H.E. Ambassador U. Joy Ogwu

H.E. Ambassador U. Joy Ogwu, Permanent Representative of Nigeria to the United Nations.UN Photo Evan Schneider

Spirituality, Education, and Peace

Each day in this house we encounter many of the world’s greatest challenges: the scourge of war, along with the scourge of poverty, disease, and injustice. Citizens of the world persistently cry out for peace, food, clean water, education, and governments that serve their legitimate aspirations.

In many countries around the world conflicts have occurred between peoples of different regional, ethnic, and religious backgrounds. While the majority of the people are peaceloving, there are those who have chosen the path of violence. They fan the flames of conflict and often appeal to narrow sectarian interests.

Such perpetrators misuse the very ideals and principles that lie at the heart of every religion. For this reason, many observers are inclined to conclude that religion is the root of the problem, whereas in reality it is the misuse of religion by corrupt leaders that is at the heart of the problem.

I can say this because I’ve just completed a two-year term here in the Security Council. We have become increasingly cognizant of religion. Many of us who serve in various capacities within this UN community are believers ourselves, and our religions and spiritual ideals undergird, encourage, and even inspire us to do our best as we pursue our daily duties.

It is common knowledge that the world’s great religions have stridently sought to teach us the ways of peace. From the Torah of Judaism to the Qur’an of Islam, the essential message is peace. Long before the United Nations was established, religions have paved the path to peace for millennia, and while we can each cite many a failure and flaw among these efforts, we must be careful not to cast the first stone without reflecting on our own failings.

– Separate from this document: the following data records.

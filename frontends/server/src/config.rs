use std::collections::HashMap;
use std::net::SocketAddr;
use std::path::{Path, PathBuf};
use std::sync::Arc;

use anyhow::Result;
use axum::http::{HeaderName, HeaderValue, Method, header};
use morph::compiler::Pagination;
use morph::crud::AdminGuard;
use morph::{
    CrudConfig, FileDirtySignal, JsonFileDefinitionStore, Platform, RoleTable,
};
use morph_api::CrudAction;
use serde::Deserialize;
use tower_http::cors::CorsLayer;
use tracing::{info, warn};

pub const CONFIG_ENV: &str = "MORPH_CONFIG";
pub const DEFAULT_CONFIG_FILE: &str = "morph.yaml";
pub const ROLE_HEADER: &str = "x-morph-role";

/// Server configuration, read from YAML. Every key is optional.
#[derive(Debug, Clone, Deserialize)]
#[serde(default)]
pub struct ServerConfig {
    pub listen: SocketAddr,
    /// Directory of the JSON definition store; in-memory when unset
    pub catalog_dir: Option<PathBuf>,
    /// Marker file shared with other processes that edit the catalog
    pub dirty_marker: Option<PathBuf>,
    /// Role assumed when a request carries no role header
    pub default_role: String,
    /// Role allowed to administer schemas
    pub admin_role: String,
    /// Role -> permitted CRUD actions. Empty means: the admin role may do
    /// everything, the default role may read.
    pub roles: HashMap<String, Vec<CrudAction>>,
    pub admin_guard: Option<AdminGuard>,
    pub pagination: Pagination,
    pub cors_origins: Vec<String>,
}

impl Default for ServerConfig {
    fn default() -> Self {
        Self {
            listen: SocketAddr::from(([127, 0, 0, 1], 8080)),
            catalog_dir: None,
            dirty_marker: None,
            default_role: "guest".to_string(),
            admin_role: "admin".to_string(),
            roles: HashMap::new(),
            admin_guard: Some(AdminGuard::default()),
            pagination: Pagination::default(),
            cors_origins: vec![
                "http://localhost:3000".to_string(),
                "http://localhost:5173".to_string(),
                "http://127.0.0.1:3000".to_string(),
                "http://127.0.0.1:5173".to_string(),
            ],
        }
    }
}

impl ServerConfig {
    /// Load configuration from a YAML file
    pub fn load_from_file(path: &Path) -> Result<Self> {
        let content = std::fs::read_to_string(path).map_err(|e| {
            anyhow::anyhow!("Failed to read config file {}: {}", path.display(), e)
        })?;
        Self::from_yaml(&content)
            .map_err(|e| anyhow::anyhow!("Failed to parse config YAML {}: {}", path.display(), e))
    }

    pub fn from_yaml(content: &str) -> Result<Self> {
        if content.trim().is_empty() {
            return Ok(Self::default());
        }
        let mut config: Self = serde_yaml::from_str(content)?;
        let pagination = config.pagination.normalized();
        if pagination != config.pagination {
            warn!(
                "[ServerConfig] Pagination {:?} adjusted to {:?}",
                config.pagination, pagination
            );
            config.pagination = pagination;
        }
        Ok(config)
    }

    /// First CLI argument, then `MORPH_CONFIG`, then `./morph.yaml` if it
    /// exists. Defaults otherwise.
    pub fn discover(arg: Option<String>) -> Result<Self> {
        let explicit = arg
            .or_else(|| std::env::var(CONFIG_ENV).ok())
            .map(PathBuf::from);
        match explicit {
            Some(path) => {
                info!("[ServerConfig] Loading {}", path.display());
                Self::load_from_file(&path)
            }
            None if Path::new(DEFAULT_CONFIG_FILE).exists() => {
                info!("[ServerConfig] Loading {}", DEFAULT_CONFIG_FILE);
                Self::load_from_file(Path::new(DEFAULT_CONFIG_FILE))
            }
            None => {
                info!("[ServerConfig] No config file, using defaults");
                Ok(Self::default())
            }
        }
    }

    pub fn role_table(&self) -> RoleTable {
        if self.roles.is_empty() {
            return RoleTable::new()
                .allow(self.admin_role.clone(), CrudAction::ALL)
                .allow(self.default_role.clone(), [CrudAction::Read]);
        }
        self.roles
            .iter()
            .fold(RoleTable::new(), |table, (role, actions)| {
                table.allow(role.clone(), actions.iter().copied())
            })
    }

    pub fn crud_config(&self) -> CrudConfig {
        CrudConfig {
            pagination: Some(self.pagination),
            admin_guard: self.admin_guard.clone(),
        }
    }

    /// Wire the engine with the configured stores and access gate.
    pub async fn build_platform(&self) -> Result<Platform> {
        let mut builder = Platform::builder()
            .gate(Arc::new(self.role_table()))
            .config(self.crud_config());
        if let Some(dir) = &self.catalog_dir {
            let store = JsonFileDefinitionStore::open(dir.clone()).await?;
            info!("[ServerConfig] Definitions stored in {}", dir.display());
            builder = builder.definitions(Arc::new(store));
        }
        if let Some(marker) = &self.dirty_marker {
            builder = builder.dirty_signal(Arc::new(FileDirtySignal::new(marker.clone())));
        }
        Ok(builder.build())
    }

    pub fn cors_layer(&self) -> CorsLayer {
        let origins: Vec<HeaderValue> = self
            .cors_origins
            .iter()
            .filter_map(|origin| match origin.parse::<HeaderValue>() {
                Ok(value) => Some(value),
                Err(e) => {
                    warn!("[ServerConfig] Ignoring CORS origin '{}': {}", origin, e);
                    None
                }
            })
            .collect();
        CorsLayer::new()
            .allow_origin(origins)
            .allow_methods([
                Method::GET,
                Method::POST,
                Method::PUT,
                Method::DELETE,
                Method::OPTIONS,
            ])
            .allow_headers([header::CONTENT_TYPE, HeaderName::from_static(ROLE_HEADER)])
    }
}
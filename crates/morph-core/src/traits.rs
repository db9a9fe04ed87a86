use async_trait::async_trait;
use morph_api::{CrudAction, Document, EntityTypeDefinition};

use crate::query::{Filter, FindOptions, FindResult, Update, UpdatedDocument};
use crate::Result;

/// Document store holding entity instances, one collection per entity type.
#[async_trait]
pub trait EntityStore: Send + Sync {
    /// Insert `doc` into `entity`'s collection; assigns an `_id` when absent.
    async fn create(&self, entity: &str, doc: Document) -> Result<String>;

    async fn find_by_id(&self, entity: &str, id: &str) -> Result<Option<Document>>;

    async fn find(&self, entity: &str, filter: &Filter, options: &FindOptions)
        -> Result<FindResult>;

    async fn count(&self, entity: &str, filter: &Filter) -> Result<usize>;

    /// Apply `update` atomically and return the document as it was right
    /// before and right after, or `None` if no such id.
    async fn update_one(&self, entity: &str, id: &str, update: &Update)
        -> Result<Option<UpdatedDocument>>;

    /// Returns the removed document, or `None` if no such id.
    async fn delete_one(&self, entity: &str, id: &str) -> Result<Option<Document>>;

    /// Relabel a whole collection; a missing source collection is a no-op.
    async fn rename_collection(&self, from: &str, to: &str) -> Result<()>;
}

/// Durable backing store of the entity type catalog.
#[async_trait]
pub trait DefinitionStore: Send + Sync {
    async fn load(&self, name: &str) -> Result<Option<EntityTypeDefinition>>;

    async fn load_all(&self) -> Result<Vec<EntityTypeDefinition>>;

    async fn save(&self, definition: &EntityTypeDefinition) -> Result<()>;

    /// Returns whether a definition was removed.
    async fn delete(&self, name: &str) -> Result<bool>;

    /// Next value of the store-wide modification counter. Strictly increasing
    /// for the lifetime of the store, including across delete and re-create.
    async fn next_revision(&self) -> Result<u64>;
}

/// Single named "this entity type changed" marker, shared with other processes.
///
/// At most one name is pending; `take` reads and clears it.
#[async_trait]
pub trait DirtySignal: Send + Sync {
    async fn mark(&self, entity: &str) -> Result<()>;

    async fn take(&self) -> Result<Option<String>>;
}

/// Role/action authorization decision, consulted before every CRUD operation.
pub trait AccessGate: Send + Sync {
    fn permits(&self, role: &str, action: CrudAction) -> bool;
}
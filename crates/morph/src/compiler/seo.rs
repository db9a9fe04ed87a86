//! Reserved SEO fields appended to every entity type.

use morph_api::{ApiError, Result};

use super::field::{FieldKind, ScalarType, StorageField};

pub const SEO_FIELDS: [&str; 7] = [
    "seoTitle",
    "seoDescription",
    "focusKeywords",
    "canonicalUrl",
    "metaRobots",
    "openGraphTitle",
    "openGraphDescription",
];

pub fn is_seo_field(name: &str) -> bool {
    SEO_FIELDS.contains(&name)
}

/// Mark declared SEO fields and append the missing ones, in reserved order.
///
/// A declared SEO field must compile to plain text.
pub fn augment(fields: &mut Vec<StorageField>) -> Result<()> {
    for field in fields.iter_mut().filter(|f| is_seo_field(&f.name)) {
        if field.kind
            != (FieldKind::Scalar {
                scalar: ScalarType::Text,
            })
        {
            return Err(ApiError::invalid_descriptor(format!(
                "reserved SEO field '{}' must be a plain string",
                field.name
            )));
        }
        field.seo = true;
    }

    for name in SEO_FIELDS {
        if !fields.iter().any(|f| f.name == name) {
            fields.push(StorageField {
                name: name.to_string(),
                kind: FieldKind::Scalar {
                    scalar: ScalarType::Text,
                },
                required: false,
                ui_hint: "text".to_string(),
                seo: true,
            });
        }
    }
    Ok(())
}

I believe that meetings such as this can play a very central role in ameliorating both the interreligious conflict and other types of conflict. If we can promote greater interfaith dialogue and cooperation by encouraging mutual respect and appreciation, then there can be greater harmony not only among religions but also among nations.

Today should therefore be a day of reflection. We should take a moment to remember that we are meeting here on behalf of those who face grave dangers all over the world. Let us empathize with them today and always, and let us also hope and believe that we can make a difference.

I want to say that my experience in Nigeria as a multi-religious, multi-linguistic, and multicultural society has taught us that diversity can be a great asset for any country if properly managed. It is in recognition of this that my government established a Nigerian interreligious council, co-chaired by leaders of two main religions in Nigeria, Christianity and Islam. And they have been very vociferous and rigorous in their role in advocating interreligious and intercommunal dialogue.

The theme that we have this year, common ground for common good, epitomizes our common humanity and our common destiny. All of humanity shares a common aspiration, the aspiration for a successful life for the present and a secure future for our children.

We also share a common destiny irrespective of our differences. This is why the World Interfaith Harmony Week and similar initiatives are crucial for the survival of mankind.

The elements that we talk about today are not only crucial for the establishment of a peaceful and prosperous community, but also constitute the ties that bind all of us together as one human family. The common ground is there, but it is all too often ignored. We need to consolidate this common ground by teaching and educating our young people to become a new generation of peace, not war, not conflict – a generation that practices compassion and service to others.

We must demonstrate to our children that diversity can be embraced, not ignored, not feared, and that our differences of race, religion, ethnicity, and indeed culture have made the tapestry of mankind even more beautiful and even more meaningful. In all this, women are the greatest and most effective mediators.

I believe that this dialogue with spiritual leaders, our spiritual fathers, is a great beginning that should lead us along the path of peace. It is a great point of departure. We are uplifted and we are inspired. Let us leave this place today even more empowered, even more strengthened to make a lasting difference to the world.

H.E. Amb. U. Joy Ogwu, OFR, serves as the first female Ambassador and Permanent Representative of the Federal Republic of Nigeria to the United Nations. She was Minister of Foreign Affairs of Nigeria (2006-2007) and Director General of the Nigerian Institute of International Affairs (2001-2006). Ambassador Ogwu has served on numerous Nigerian delegations to the UN General Assembly and on the Multinational United Nations Observer Mission in South Africa. She was appointed a member of the UN Advisory Board on Disarmament Matters and served as Chairman for 2006, the first African woman to serve in that capacity. Her first book, Nigeria Foreign Policy: Alternative Futures (1986), became a classic text for the study of Nigeria’s foreign policy. She holds the National Meritorious Service Award of Officer of the Order of the Federal Republic of Nigeria. A Professor of Political Science and International Relations, she has given lectures at the Command and Staff College in Jaji, the then National War College, and the Nigeria Institute for Policy and Strategic Studies.